Training: 0it [00:00, ?it/s]

Save/load model

In [22]:

ls lightning_logs/

version_0/  version_1/  version_2/

PyTorch and PyTorch Lightning differences¶

Let's call out a few differences:

Without Lightning, the PyTorch code is allowed to be in arbitrary parts of the file. With Lightning, this is structured. This is why Lightning is more of a template for PyTorch than a framework!
In Lightning we didn't have to write any training loops. Instead, we wrote what happens inside the loop

for epoch:
  for batch in data:
    # training_step
    loss.backward()
    optimizer.step()

We saw the weights summarized
We got a free progress bar
The validation and training loop were automated
We saved weights automatically
We got free tensorboard logging

Additional PyTorch Lightning Features¶

Although those benefits are super nice, the real benefits don't show up until your project gets more complicated.

Single GPU training¶

For instance, now assume you want to run this same code on a GPU. To do that in the PyTorch example you'd have to make these changes.

model.gpu(0)

for batch in data:
  batch = batch.gpu(0)

But in Lightning you don't have to change your code! Simply add a trainer flag

In [ ]:

Trainer(gpus=1)

TPU training¶

How about running on a TPU? To enable the PyTorch example, this would be very complicated and outside the scope of this tutorial...

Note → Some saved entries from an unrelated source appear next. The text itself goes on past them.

//! Removal of temporary downloads.

use std::io;
use std::path::Path;
use tracing::{info, warn};

/// Result of deleting a file. Never fatal.
#[derive(Debug, Clone, PartialEq, Eq)]
pub enum RemoveOutcome {
    Removed,
    /// The file was already gone.
    NotFound,
    /// Deletion failed for another OS-level reason.
    Failed(String),
}

impl RemoveOutcome {
    pub fn is_removed(&self) -> bool {
        matches!(self, RemoveOutcome::Removed)
    }
}

/// Deletes `path`, reporting instead of propagating any failure.
pub async fn remove_file(path: &Path) -> RemoveOutcome {
    match tokio::fs::remove_file(path).await {
        Ok(()) => {
            info!("+- File '{}' has been successfully deleted.", path.display());
            RemoveOutcome::Removed
        }
        Err(e) if e.kind() == io::ErrorKind::NotFound => {
            warn!("+- Error: The file '{}' does not exist.", path.display());
            RemoveOutcome::NotFound
        }
        Err(e) => {
            warn!("+- Error: {}", e);
            RemoveOutcome::Failed(e.to_string())
        }
    }
}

You would also have to install a library called xla (for PyTorch and Lightning).

But after installing, in Lightning you just set this flag:

In [ ]:

Trainer(num_tpu_cores=8)

Multiple GPUs¶

What about multiple GPUs? In The PyTorch example, you would have to use the dataparallel or distributed parallel classes which are also outside the scope of this tutorial.

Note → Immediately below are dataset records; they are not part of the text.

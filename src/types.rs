//! Data structures for catalog operations.

use crate::error::CatalogError;
use crate::remove::RemoveOutcome;
use serde::Serialize;
use std::path::{Path, PathBuf};

/// What to do when a manifest row cannot be downloaded.
#[derive(Debug, Clone, Copy, PartialEq, Eq, Default)]
pub enum DownloadErrorPolicy {
    /// Stop the whole walk. No catalog is written.
    #[default]
    Abort,
    /// Record the failure and skip the remaining rows of the same manifest.
    SkipManifest,
    /// Record the failure and move on to the next row.
    Continue,
}

/// Configuration for building a catalog.
///
/// # Example
///
/// ```
/// use crcatalog::{CatalogConfig, DownloadErrorPolicy};
///
/// let config = CatalogConfig {
///     root: "mirror".into(),
///     on_download_error: DownloadErrorPolicy::Continue,
///     ..CatalogConfig::default()
/// };
/// assert_eq!(config.manifest_name, "list.txt");
/// ```
#[derive(Debug, Clone)]
pub struct CatalogConfig {
    /// Directory to walk for manifests (default: `.`).
    pub root: PathBuf,
    /// Exact file name of a manifest (default: `list.txt`).
    pub manifest_name: String,
    /// Catalog output path (default: `catalog.txt`).
    pub output: PathBuf,
    /// Directory that holds the per-row temporary downloads (default: `.`).
    pub temp_dir: PathBuf,
    /// Handling of failed downloads (default: abort).
    pub on_download_error: DownloadErrorPolicy,
    /// Draw a progress bar for each download.
    pub show_progress: bool,
}

impl Default for CatalogConfig {
    fn default() -> Self {
        Self {
            root: PathBuf::from("."),
            manifest_name: crate::manifest::MANIFEST_FILE_NAME.to_string(),
            output: PathBuf::from(crate::catalog::CATALOG_FILE_NAME),
            temp_dir: PathBuf::from("."),
            on_download_error: DownloadErrorPolicy::Abort,
            show_progress: false,
        }
    }
}

/// One `name;url` line of a manifest.
#[derive(Debug, Clone, PartialEq, Eq)]
pub struct ManifestRow {
    pub name: String,
    pub url: String,
}

/// One row of the output catalog.
///
/// Field order is the column order of `catalog.txt`.
#[derive(Serialize, Debug, Clone, PartialEq, Eq)]
pub struct CatalogEntry {
    pub name: String,
    /// Manifest directory relative to the walk root.
    pub directory: String,
    pub url: String,
    /// CRC32 as 8 uppercase hex digits.
    pub checksum: String,
}

/// A row whose download did not succeed.
#[derive(Serialize, Debug, Clone, PartialEq, Eq)]
pub struct DownloadFailure {
    pub name: String,
    pub directory: String,
    pub url: String,
    pub reason: String,
}

/// Result of handling a single manifest line.
#[derive(Debug, Clone, PartialEq)]
pub enum RowOutcome {
    /// Downloaded, checksummed and cleaned up.
    Processed(CatalogEntry),
    /// Catalogued, but the temporary download could not be removed.
    DeleteWarning {
        entry: CatalogEntry,
        removal: RemoveOutcome,
    },
    /// The line did not have exactly two fields.
    SkippedMalformed { line: u64, fields: usize },
    /// The download failed.
    DownloadFailed(DownloadFailure),
}

/// Accumulated result of a walk.
#[derive(Serialize, Debug, Default, Clone)]
pub struct ProcessReport {
    /// Number of manifests opened.
    pub manifests: usize,
    /// Catalog entries in discovery order.
    pub entries: Vec<CatalogEntry>,
    pub skipped_malformed: usize,
    pub delete_warnings: usize,
    pub failed_downloads: Vec<DownloadFailure>,
}

impl ProcessReport {
    /// Folds one row outcome into the report.
    pub fn record(&mut self, outcome: RowOutcome) {
        match outcome {
            RowOutcome::Processed(entry) => self.entries.push(entry),
            RowOutcome::DeleteWarning { entry, .. } => {
                self.delete_warnings += 1;
                self.entries.push(entry);
            }
            RowOutcome::SkippedMalformed { .. } => self.skipped_malformed += 1,
            RowOutcome::DownloadFailed(failure) => self.failed_downloads.push(failure),
        }
    }

    /// Persists the report as pretty-printed JSON.
    pub fn write_json(&self, path: &Path) -> Result<(), CatalogError> {
        let json = serde_json::to_string_pretty(self)?;
        std::fs::write(path, json)?;
        Ok(())
    }
}
//! Resource download functionality.

use crate::error::CatalogError;
use futures_util::StreamExt;
use std::path::Path;
use tokio::io::{AsyncWriteExt, BufWriter};
use tracing::{debug, warn};

/// Downloads `url` and writes the body verbatim to `destination`.
///
/// The request is sent before the destination is touched, so an unreachable
/// URL or an error status leaves any existing file alone. Once the body
/// starts streaming the destination is created or truncated.
///
/// # Arguments
///
/// * `client` - HTTP client shared across the run
/// * `url` - The URL to download from
/// * `destination` - The local file to write
/// * `pb` - Progress bar updated with received bytes
///
/// # Returns
///
/// The number of bytes written. Errors for which
/// [`CatalogError::is_download_failure`] holds came from the remote side;
/// anything else is a local I/O problem.
pub async fn download_file(
    client: &reqwest::Client,
    url: &str,
    destination: &Path,
    pb: &indicatif::ProgressBar,
) -> Result<u64, CatalogError> {
    let response = client.get(url).send().await?.error_for_status()?;
    let content_length = response.content_length();

    start_progress(pb, content_length);

    let mut file = BufWriter::new(tokio::fs::File::create(destination).await?);
    let mut byte_stream = response.bytes_stream();
    let mut received = 0u64;

    while let Some(piece) = byte_stream.next().await {
        let chunk = piece?;
        file.write_all(&chunk).await?;
        received += chunk.len() as u64;
        pb.inc(chunk.len() as u64);
    }
    file.flush().await?;

    match content_length {
        Some(expected) if expected != received => {
            return Err(CatalogError::IncompleteBody {
                url: url.to_string(),
                expected,
                received,
            });
        }
        Some(_) => {}
        None => warn!(
            "Content-Length header was not present for {}. Cannot verify body size.",
            url
        ),
    }

    debug!("Wrote {} bytes from {} to {}", received, url, destination.display());
    Ok(received)
}

/// Rewinds `pb` for a new body, dropping any total left over from the last one.
fn start_progress(pb: &indicatif::ProgressBar, content_length: Option<u64>) {
    pb.reset();
    pb.set_length(content_length.unwrap_or(0));
}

In Lightning you would do:

In [ ]:

Trainer(gpus=8, distributed_backend='ddp')

16 bit precision¶

What about 16-bit precision? In the PyTorch example that would again get very complicated! That's also outside of the scope of this tutorial.

You would also need to install a library called apex by NVIDIA (applies to both PyTorch and Lightning)

But in lightning you can just set the flag:

In [ ]:

Trainer(precision=16)

Logging¶

Remember that you got tensorboard for free? In Lightning we support more advanced visualization platforms which again are trivial to change

In [ ]:

# replace tensorboard
Trainer(logger=CometML(...))

Finding bottlenecks¶

What if your code is slow and you want to figure out where the issues are? You can try the pytorch profiler which can get complicated to interpret and run.

But in lightning you can get basic profiling by doing the following

In [ ]:

Trainer(profile=True)

40+ other features¶

The point is that with just by simply organizing your PyTorch code into a LightningModule you can get access to features like the ones above and 40+ other features such as:

Gradient clipping
Automatic truncated back propagation through time
HPC cluster auto-resubmission
Early stopping
...
Built-in debugging tests
Multi-node training (yup!)

Reusability and Readability¶

But the main underlying benefit behind all of this is that with Lightnign you've succesfully abstracted out all the code that is hardward specific or related to engineering. This makes your code highly readable and easier to reproduce because it isn't litered with engineering code.

Rigurous testing¶

Another benefit of lightning is that it is rigurously tested daily. This means that if Lightning handles 90% of your code, it means that part is very well tested to ensure it is correct. It limits the footprint of bugs to the 10% you have to write.